▶ [PROBLEM TO SOLVE]
In the listing below, find each line with the string "writer" and return it.

▶ [DATASET EXTRACT]
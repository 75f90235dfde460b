//! Statistics for the router and server
//!
//! Counters are atomics because they are bumped from the router task and
//! read from anywhere; snapshots give a consistent-enough view for logs
//! and health output.

use std::sync::atomic::{AtomicU64, Ordering};

/// Router-level counters
#[derive(Debug, Default)]
pub struct RouterStats {
    /// Upstream messages received
    pub messages_received: AtomicU64,
    /// Upstream messages dropped for an undecodable key
    pub messages_malformed: AtomicU64,
    /// Payloads handed to a connection's dispatch queue
    pub deliveries: AtomicU64,
    /// Dispatch attempts that failed (full or closed queue)
    pub delivery_failures: AtomicU64,
}

impl RouterStats {
    /// Create new stats counters
    pub fn new() -> Self {
        Self::default()
    }

    /// Take a point-in-time snapshot
    pub fn snapshot(&self) -> RouterStatsSnapshot {
        RouterStatsSnapshot {
            messages_received: self.messages_received.load(Ordering::Relaxed),
            messages_malformed: self.messages_malformed.load(Ordering::Relaxed),
            deliveries: self.deliveries.load(Ordering::Relaxed),
            delivery_failures: self.delivery_failures.load(Ordering::Relaxed),
        }
    }
}

/// Point-in-time view of [`RouterStats`]
#[derive(Debug, Clone, Copy, Default, PartialEq, Eq)]
pub struct RouterStatsSnapshot {
    /// Upstream messages received
    pub messages_received: u64,
    /// Upstream messages dropped for an undecodable key
    pub messages_malformed: u64,
    /// Payloads handed to a connection's dispatch queue
    pub deliveries: u64,
    /// Dispatch attempts that failed
    pub delivery_failures: u64,
}

/// Server-wide counters
#[derive(Debug, Default)]
pub struct ServerStats {
    /// Total connections ever accepted
    pub total_connections: AtomicU64,
    /// Connections rejected at the limit
    pub rejected_connections: AtomicU64,
    /// Registrations that ended in failure
    pub failed_registrations: AtomicU64,
}

impl ServerStats {
    /// Create new stats counters
    pub fn new() -> Self {
        Self::default()
    }
}

#[cfg(test)]
mod tests {
    use super::*;

    #[test]
    fn test_router_stats_snapshot() {
        let stats = RouterStats::new();

        stats.messages_received.fetch_add(3, Ordering::Relaxed);
        stats.deliveries.fetch_add(5, Ordering::Relaxed);
        stats.delivery_failures.fetch_add(1, Ordering::Relaxed);

        let snapshot = stats.snapshot();
        assert_eq!(snapshot.messages_received, 3);
        assert_eq!(snapshot.messages_malformed, 0);
        assert_eq!(snapshot.deliveries, 5);
        assert_eq!(snapshot.delivery_failures, 1);
    }

    #[test]
    fn test_server_stats_start_at_zero() {
        let stats = ServerStats::new();
        assert_eq!(stats.total_connections.load(Ordering::Relaxed), 0);
        assert_eq!(stats.rejected_connections.load(Ordering::Relaxed), 0);
        assert_eq!(stats.failed_registrations.load(Ordering::Relaxed), 0);
    }
}
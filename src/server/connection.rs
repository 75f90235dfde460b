//! Per-connection handler
//!
//! Owns one push connection for its whole life: WebSocket handshake,
//! subscription frame, registration with the authority, registry entry,
//! then the relay loop that forwards routed payloads until the connection
//! ends.
//!
//! The relay loop is the single writer for its socket, so payloads reach a
//! subscriber in exactly the order the router dispatched them, and the
//! acknowledgment always precedes the first payload.

use std::sync::Arc;
use std::time::Duration;

use bytes::Bytes;
use futures_util::stream::{SplitSink, SplitStream};
use futures_util::{SinkExt, StreamExt};
use tokio::net::TcpStream;
use tokio::sync::mpsc;
use tokio_tungstenite::tungstenite::Message;
use tokio_tungstenite::WebSocketStream;

use crate::error::{Error, Result};
use crate::protocol::{BroadcasterId, RegistrationAck, Subscription};
use crate::registration::{Registrar, RegistrationError};
use crate::registry::{ConnectionHandle, ConnectionRegistry};
use crate::server::config::ServerConfig;
use crate::session::SessionState;

/// Handler for a single accepted push connection
pub struct Connection<R: Registrar> {
    socket: TcpStream,
    state: SessionState,
    config: ServerConfig,
    registrar: Arc<R>,
    registry: Arc<ConnectionRegistry>,
}

impl<R: Registrar> Connection<R> {
    /// Create a handler for an accepted socket
    pub fn new(
        session_id: u64,
        socket: TcpStream,
        peer_addr: std::net::SocketAddr,
        config: ServerConfig,
        registrar: Arc<R>,
        registry: Arc<ConnectionRegistry>,
    ) -> Self {
        Self {
            socket,
            state: SessionState::new(session_id, peer_addr),
            config,
            registrar,
            registry,
        }
    }

    /// Drive the connection to completion
    ///
    /// Every exit path that reaches the registry also leaves it: the
    /// connection is deregistered before its socket is released.
    pub async fn run(self) -> Result<()> {
        let Self {
            socket,
            mut state,
            config,
            registrar,
            registry,
        } = self;

        // Connecting: WebSocket handshake, then the subscription frame
        let mut ws = tokio_tungstenite::accept_async(socket).await?;

        let subscription =
            match await_subscription(&mut ws, config.registration_timeout, &mut state).await {
                Ok(subscription) => subscription,
                Err(e) => {
                    tracing::debug!(session_id = state.id, error = %e, "No usable subscription");
                    let _ = ws.close(None).await;
                    state.closed();
                    return Err(e);
                }
            };

        // Registering: obtain an identity, then claim it in the registry
        state.begin_registration();

        let identity =
            match register_with_retry(registrar.as_ref(), &subscription, &config).await {
                Ok(identity) => identity,
                Err(e) => {
                    tracing::warn!(session_id = state.id, error = %e, "Registration failed");
                    let _ = ws.close(None).await;
                    state.closed();
                    return Err(e.into());
                }
            };

        // Serialize the acknowledgment up front so a registered connection
        // can never be left behind by a late serialization failure.
        let ack_json = serde_json::to_string(&RegistrationAck::new(identity.clone()))?;

        let (tx, rx) = mpsc::channel::<Bytes>(config.send_queue_capacity);
        let handle = ConnectionHandle::new(state.id, identity.clone(), tx);

        if let Err(e) = registry.register(handle).await {
            tracing::warn!(
                session_id = state.id,
                identity = %identity,
                "Identity collision, refusing connection"
            );
            let _ = ws.close(None).await;
            state.closed();
            return Err(e.into());
        }

        state.activate(identity.clone());

        // Active: the acknowledgment goes out before any routed payload
        // can, because matching only became possible one step ago and the
        // relay loop below is the only writer.
        if let Err(e) = ws.send(Message::Text(ack_json)).await {
            state.close();
            registry.deregister(&identity).await;
            state.closed();
            return Err(e.into());
        }

        tracing::info!(
            session_id = state.id,
            identity = %identity,
            peer = %state.peer_addr,
            "Subscriber active"
        );

        let (mut ws_tx, ws_rx) = ws.split();
        relay(&mut ws_tx, ws_rx, rx, &mut state).await;

        // Closing: leave the registry before releasing the socket, so no
        // new dispatch can select this connection past this point
        state.close();
        registry.deregister(&identity).await;
        let _ = ws_tx.close().await;
        state.closed();

        tracing::info!(
            session_id = state.id,
            identity = %identity,
            frames = state.frames_sent,
            bytes = state.bytes_sent,
            duration_ms = state.duration().as_millis() as u64,
            "Session closed"
        );

        Ok(())
    }
}

/// Wait for the subscription frame, tolerating control frames
async fn await_subscription(
    ws: &mut WebSocketStream<TcpStream>,
    window: Duration,
    state: &mut SessionState,
) -> Result<Subscription> {
    let deadline = tokio::time::sleep(window);
    tokio::pin!(deadline);

    loop {
        tokio::select! {
            _ = &mut deadline => return Err(Error::SubscriptionTimeout),

            frame = ws.next() => {
                match frame {
                    Some(Ok(Message::Text(text))) => {
                        return Ok(serde_json::from_str(&text)?);
                    }
                    Some(Ok(Message::Binary(data))) => {
                        return Ok(serde_json::from_slice(&data)?);
                    }
                    Some(Ok(Message::Ping(payload))) => {
                        ws.send(Message::Pong(payload)).await?;
                    }
                    Some(Ok(Message::Pong(_) | Message::Frame(_))) => {}
                    Some(Ok(Message::Close(_))) | None => {
                        tracing::debug!(session_id = state.id, "Peer left before subscribing");
                        return Err(Error::ClosedBeforeRegistration);
                    }
                    Some(Err(e)) => return Err(e.into()),
                }
            }
        }
    }
}

/// Call the authority with the caller-owned bounded retry policy
async fn register_with_retry<R: Registrar + ?Sized>(
    registrar: &R,
    subscription: &Subscription,
    config: &ServerConfig,
) -> std::result::Result<BroadcasterId, RegistrationError> {
    let mut attempt: u32 = 1;

    loop {
        match registrar.register(subscription).await {
            Ok(identity) => return Ok(identity),
            Err(e) if attempt < config.register_attempts => {
                tracing::debug!(attempt, error = %e, "Registration attempt failed, retrying");
                tokio::time::sleep(config.register_backoff * attempt).await;
                attempt += 1;
            }
            Err(e) => return Err(e),
        }
    }
}

/// Relay routed payloads to the subscriber until either side ends
///
/// `rx` closing means the registry dropped this connection's handle
/// (router-detected failure or shutdown); the loop ends and the caller
/// completes deregistration.
async fn relay(
    ws_tx: &mut SplitSink<WebSocketStream<TcpStream>, Message>,
    mut ws_rx: SplitStream<WebSocketStream<TcpStream>>,
    mut rx: mpsc::Receiver<Bytes>,
    state: &mut SessionState,
) {
    loop {
        tokio::select! {
            payload = rx.recv() => {
                match payload {
                    Some(payload) => {
                        let size = payload.len();
                        if let Err(e) = ws_tx.send(Message::Binary(payload.to_vec())).await {
                            tracing::debug!(session_id = state.id, error = %e, "Send failed");
                            break;
                        }
                        state.on_frame_sent(size);
                    }
                    None => {
                        tracing::debug!(session_id = state.id, "Dispatch queue closed");
                        break;
                    }
                }
            }

            inbound = ws_rx.next() => {
                match inbound {
                    Some(Ok(Message::Ping(payload))) => {
                        if ws_tx.send(Message::Pong(payload)).await.is_err() {
                            break;
                        }
                    }
                    // Inbound frames after registration play no part in
                    // routing and are dropped
                    Some(Ok(Message::Text(_) | Message::Binary(_))) => {
                        tracing::trace!(session_id = state.id, "Ignoring inbound frame");
                    }
                    Some(Ok(Message::Pong(_) | Message::Frame(_))) => {}
                    Some(Ok(Message::Close(_))) | None => break,
                    Some(Err(e)) => {
                        tracing::debug!(session_id = state.id, error = %e, "Read failed");
                        break;
                    }
                }
            }
        }
    }
}
//! Registry error types
//!
//! Error types for connection registry operations.

use thiserror::Error;

use crate::protocol::BroadcasterId;

/// Error type for registry operations
#[derive(Debug, Clone, Error)]
pub enum RegistryError {
    /// The identity is already registered to a live connection
    ///
    /// The authority must never issue the same identity twice, so this is
    /// surfaced as a protocol violation rather than silently overwritten.
    #[error("identity already registered: {0}")]
    DuplicateIdentity(BroadcasterId),
}
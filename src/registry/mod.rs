//! Connection registry for address-filtered routing
//!
//! The registry tracks every active connection under its broadcaster
//! identity and answers the router's per-message membership lookups. It is
//! the only state shared between the router task and the connection tasks.
//!
//! # Architecture
//!
//! ```text
//!                       Arc<ConnectionRegistry>
//!                  ┌──────────────────────────────┐
//!                  │ connections: HashMap<        │
//!                  │   BroadcasterId,             │
//!                  │   ConnectionHandle {         │
//!                  │     tx: mpsc::Sender<Bytes>, │
//!                  │   }                          │
//!                  │ >                            │
//!                  └──────────────┬───────────────┘
//!                                 │
//!          ┌──────────────────────┼──────────────────────┐
//!          │                      │                      │
//!          ▼                      ▼                      ▼
//!     [Router]             [Connection]            [Connection]
//!     match_all()          rx.recv()               rx.recv()
//!          │                      │                      │
//!          └──► handle.dispatch() ──► relay loop ──► WebSocket
//! ```
//!
//! # Zero-Copy Design
//!
//! Payloads travel as `bytes::Bytes`, so every matched subscriber shares
//! the same allocation; dispatch clones a reference count, not the data.

pub mod entry;
pub mod error;
pub mod store;

pub use entry::{ConnectionHandle, DispatchError};
pub use error::RegistryError;
pub use store::ConnectionRegistry;
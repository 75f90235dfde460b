//! Address-filtered WebSocket broadcast server
//!
//! Bridges an upstream partitioned event stream to a dynamic population of
//! long-lived WebSocket subscribers. Each subscriber registers with an
//! external authority to obtain a broadcaster identity, then receives
//! exactly the upstream messages whose recipient key names that identity.
//!
//! # Architecture
//!
//! ```text
//!  upstream broker ──► mpsc ingress ──► Router ──┐
//!                                                │ match_all(key)
//!                                 ConnectionRegistry
//!                                                │ dispatch
//!                     ┌──────────────────────────┼─────────────┐
//!                     ▼                          ▼             ▼
//!               [Connection]               [Connection]   [Connection]
//!               relay loop ──► WebSocket subscriber ...
//! ```
//!
//! The registry is the only state shared between the router task and the
//! connection tasks. The router never waits on a subscriber: payloads are
//! handed to bounded per-connection queues, and a queue that is full or
//! gone fails only that connection.
//!
//! # Example
//!
//! ```no_run
//! use std::sync::Arc;
//!
//! use tokio::sync::mpsc;
//! use wscast_rs::{
//!     HttpRegistrar, RegistrarConfig, Router, ServerConfig, UpstreamMessage, WsServer,
//! };
//!
//! #[tokio::main]
//! async fn main() -> wscast_rs::Result<()> {
//!     let registrar =
//!         HttpRegistrar::new(RegistrarConfig::with_base_url("http://localhost:8889"))?;
//!     let server = WsServer::new(ServerConfig::default(), registrar);
//!
//!     // The router consumes whatever feeds the ingress channel, e.g. a
//!     // broker consumer task.
//!     let (ingress_tx, ingress_rx) = mpsc::channel::<UpstreamMessage>(1024);
//!     let (_shutdown_tx, shutdown_rx) = mpsc::channel(1);
//!     let router = Router::new(Arc::clone(server.registry()));
//!     tokio::spawn(async move { router.run(ingress_rx, shutdown_rx).await });
//!
//!     # drop(ingress_tx);
//!     server.run().await
//! }
//! ```

pub mod error;
pub mod protocol;
pub mod registration;
pub mod registry;
pub mod router;
pub mod server;
pub mod session;
pub mod stats;

pub use error::{Error, Result};
pub use protocol::{BroadcasterId, RegistrationAck, Subscription, UpstreamMessage};
pub use registration::{HttpRegistrar, Registrar, RegistrarConfig};
pub use registry::ConnectionRegistry;
pub use router::Router;
pub use server::{ServerConfig, WsServer};
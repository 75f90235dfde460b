//! WebSocket push server
//!
//! The listener accepts subscriber connections and spawns one
//! [`Connection`] handler per socket; the handler carries the session from
//! subscription through registration into the relay state.

pub mod config;
pub mod connection;
pub mod listener;

pub use config::ServerConfig;
pub use connection::Connection;
pub use listener::WsServer;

▶ [ANSWER]
//! The relay loop is the single writer for its socket, so payloads reach a
        // relay loop below is the only writer.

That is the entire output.